### What you need to do
Return each line below holding the string "TelemetryBuffer".

### Dataset content
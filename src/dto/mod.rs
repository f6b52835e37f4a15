pub mod dashboard_dto;
use std::{
    collections::VecDeque,
    sync::atomic::{AtomicUsize, Ordering},
};

use parking_lot::Mutex;

use super::Transmission;
use crate::config::DEFAULT_TRANSMISSION_BUFFER_CAPACITY;

#[derive(Default)]
struct Queue {
    transmissions: VecDeque<Transmission>,
    size: usize,
}

/// In-memory FIFO of transmissions waiting for a free sender slot, bounded by
/// the total payload bytes it holds.
pub struct TransmissionBuffer {
    queue: Mutex<Queue>,
    capacity: AtomicUsize,
}

impl Default for TransmissionBuffer {
    fn default() -> Self {
        Self::new()
    }
}

impl TransmissionBuffer {
    pub fn new() -> Self {
        Self {
            queue: Mutex::new(Queue::default()),
            capacity: AtomicUsize::new(DEFAULT_TRANSMISSION_BUFFER_CAPACITY),
        }
    }

    pub fn capacity(&self) -> usize {
        self.capacity.load(Ordering::SeqCst)
    }

    pub fn set_capacity(&self, capacity: usize) {
        self.capacity.store(capacity, Ordering::SeqCst);
    }

    /// Payload bytes currently held.
    pub fn size(&self) -> usize {
        self.queue.lock().size
    }

    pub fn len(&self) -> usize {
        self.queue.lock().transmissions.len()
    }

    pub fn is_empty(&self) -> bool {
        self.queue.lock().transmissions.is_empty()
    }

    /// Appends the transmission the factory produces. The factory is not
    /// invoked when the buffer is already full, and its result is refused
    /// when the buffer filled up in the meantime.
    pub fn enqueue<F>(&self, factory: F) -> bool
    where
        F: FnOnce() -> Option<Transmission>,
    {
        if self.size() >= self.capacity() {
            return false;
        }
        let Some(transmission) = factory() else {
            return false;
        };
        let mut queue = self.queue.lock();
        if queue.size >= self.capacity() {
            return false;
        }
        queue.size += transmission.len();
        queue.transmissions.push_back(transmission);
        true
    }

    /// Puts a transmission back at the head, regardless of capacity.
    pub(crate) fn push_front(&self, transmission: Transmission) {
        let mut queue = self.queue.lock();
        queue.size += transmission.len();
        queue.transmissions.push_front(transmission);
    }

    pub fn dequeue(&self) -> Option<Transmission> {
        let mut queue = self.queue.lock();
        let transmission = queue.transmissions.pop_front()?;
        queue.size -= transmission.len();
        Some(transmission)
    }

    /// Removes the oldest transmissions until the held bytes fit the capacity.
    pub(crate) fn take_excess(&self) -> Vec<Transmission> {
        let capacity = self.capacity();
        let mut queue = self.queue.lock();
        let mut excess = Vec::new();
        while queue.size > capacity {
            let Some(transmission) = queue.transmissions.pop_front() else {
                break;
            };
            queue.size -= transmission.len();
            excess.push(transmission);
        }
        excess
    }
}
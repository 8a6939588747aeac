use std::{
    sync::{
        atomic::{AtomicBool, AtomicUsize, Ordering},
        Arc, Weak,
    },
    time::Duration,
};

use futures::future::BoxFuture;
use parking_lot::Mutex;
use tokio::task::JoinHandle;

use crate::{
    config::{
        GlobalExecutor, DEFAULT_BACKLOG_SIZE, DEFAULT_MAX_TRANSMISSION_DELAY,
        DEFAULT_TELEMETRY_BUFFER_CAPACITY,
    },
    diagnostics::{DiagnosticEvent, SharedDiagnostics},
    item::{TelemetryItem, TelemetryProcessor},
    util::TaskTimer,
    ChannelError,
};

/// Receives every batch the buffer lets go of.
pub type FlushHandler = Arc<dyn Fn(Vec<TelemetryItem>) -> BoxFuture<'static, ()> + Send + Sync>;

/// Accumulates telemetry items and hands them off in batches, either when
/// `capacity` items are pending or `max_transmission_delay` after the first
/// item of a batch arrived.
///
/// The lock is only held to append or swap out the pending list; batches are
/// always handed off outside of it.
pub struct TelemetryBuffer {
    items: Mutex<Vec<TelemetryItem>>,
    capacity: AtomicUsize,
    backlog_size: AtomicUsize,
    backlog_full_reported: AtomicBool,
    stopping: AtomicBool,
    flush_timer: TaskTimer,
    in_flight: Mutex<Vec<JoinHandle<()>>>,
    on_flush: FlushHandler,
    diagnostics: SharedDiagnostics,
    this: Weak<Self>,
}

impl TelemetryBuffer {
    pub fn new(on_flush: FlushHandler, diagnostics: SharedDiagnostics) -> Arc<Self> {
        Arc::new_cyclic(|this| Self {
            items: Mutex::new(Vec::new()),
            capacity: AtomicUsize::new(DEFAULT_TELEMETRY_BUFFER_CAPACITY),
            backlog_size: AtomicUsize::new(DEFAULT_BACKLOG_SIZE),
            backlog_full_reported: AtomicBool::new(false),
            stopping: AtomicBool::new(false),
            flush_timer: TaskTimer::new(DEFAULT_MAX_TRANSMISSION_DELAY),
            in_flight: Mutex::new(Vec::new()),
            on_flush,
            diagnostics,
            this: this.clone(),
        })
    }

    pub fn capacity(&self) -> usize {
        self.capacity.load(Ordering::SeqCst)
    }

    /// Number of pending items that triggers a flush. Must be positive and
    /// not above the backlog size.
    pub fn set_capacity(&self, capacity: usize) -> Result<(), ChannelError> {
        if capacity == 0 {
            return Err(ChannelError::invalid_argument(
                "capacity",
                "must be greater than zero",
            ));
        }
        let backlog_size = self.backlog_size();
        if capacity > backlog_size {
            return Err(ChannelError::invalid_argument(
                "capacity",
                format!("{capacity} is above the backlog size {backlog_size}"),
            ));
        }
        self.capacity.store(capacity, Ordering::SeqCst);
        Ok(())
    }

    pub fn backlog_size(&self) -> usize {
        self.backlog_size.load(Ordering::SeqCst)
    }

    /// Hard limit on pending items; anything beyond it is dropped.
    pub fn set_backlog_size(&self, backlog_size: usize) -> Result<(), ChannelError> {
        let capacity = self.capacity();
        if backlog_size < capacity {
            return Err(ChannelError::invalid_argument(
                "backlog_size",
                format!("{backlog_size} is below the capacity {capacity}"),
            ));
        }
        self.backlog_size.store(backlog_size, Ordering::SeqCst);
        Ok(())
    }

    pub fn max_transmission_delay(&self) -> Duration {
        self.flush_timer.delay()
    }

    pub fn set_max_transmission_delay(&self, delay: Duration) {
        self.flush_timer.set_delay(delay);
    }

    pub fn len(&self) -> usize {
        self.items.lock().len()
    }

    pub fn is_empty(&self) -> bool {
        self.items.lock().is_empty()
    }

    /// Flushes whatever is pending and waits until the batch was handed off.
    pub async fn flush(&self) {
        self.flush_timer.cancel();
        let batch = self.take_all();
        if batch.is_empty() {
            return;
        }
        (self.on_flush)(batch).await;
    }

    /// Stops scheduling flushes, then flushes and waits for every batch
    /// still being handed off.
    pub async fn stop(&self) {
        self.stopping.store(true, Ordering::SeqCst);
        self.flush().await;
        let in_flight = std::mem::take(&mut *self.in_flight.lock());
        for handle in in_flight {
            if let Err(error) = handle.await {
                tracing::warn!(%error, "Telemetry flush task failed");
            }
        }
    }

    fn take_all(&self) -> Vec<TelemetryItem> {
        let batch = std::mem::take(&mut *self.items.lock());
        self.backlog_full_reported.store(false, Ordering::SeqCst);
        batch
    }

    fn start_flush_timer(&self) {
        let this = self.this.clone();
        self.flush_timer.start(move || async move {
            if let Some(buffer) = this.upgrade() {
                buffer.dispatch_pending();
            }
        });
    }

    /// Hands off whatever is pending as a tracked task. Once stopping, `stop`
    /// owns the final flush.
    fn dispatch_pending(&self) {
        if self.stopping.load(Ordering::SeqCst) {
            return;
        }
        // Held across the swap so `stop` either sees this task or finds the
        // items still pending.
        let mut in_flight = self.in_flight.lock();
        let batch = self.take_all();
        if batch.is_empty() {
            return;
        }
        in_flight.retain(|handle| !handle.is_finished());
        in_flight.push(GlobalExecutor::spawn((self.on_flush)(batch)));
    }

    fn dispatch(&self, batch: Vec<TelemetryItem>) {
        let handle = GlobalExecutor::spawn((self.on_flush)(batch));
        let mut in_flight = self.in_flight.lock();
        in_flight.retain(|handle| !handle.is_finished());
        in_flight.push(handle);
    }
}

impl TelemetryProcessor for TelemetryBuffer {
    fn process(&self, item: TelemetryItem) {
        let stopping = self.stopping.load(Ordering::SeqCst);
        let (full_batch, first) = {
            let mut items = self.items.lock();
            let backlog_size = self.backlog_size();
            if items.len() >= backlog_size {
                drop(items);
                if !self.backlog_full_reported.swap(true, Ordering::SeqCst) {
                    self.diagnostics
                        .report(DiagnosticEvent::ItemDroppedBacklogFull { backlog_size });
                }
                return;
            }
            items.push(item);
            let first = items.len() == 1;
            if !stopping && items.len() >= self.capacity() {
                (Some(std::mem::take(&mut *items)), first)
            } else {
                (None, first)
            }
        };

        match full_batch {
            Some(batch) => {
                self.flush_timer.cancel();
                self.backlog_full_reported.store(false, Ordering::SeqCst);
                self.dispatch(batch);
            }
            None if first && !stopping => self.start_flush_timer(),
            None => {}
        }
    }
}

### Written response
pub struct TelemetryBuffer {
impl TelemetryBuffer {
impl TelemetryProcessor for TelemetryBuffer {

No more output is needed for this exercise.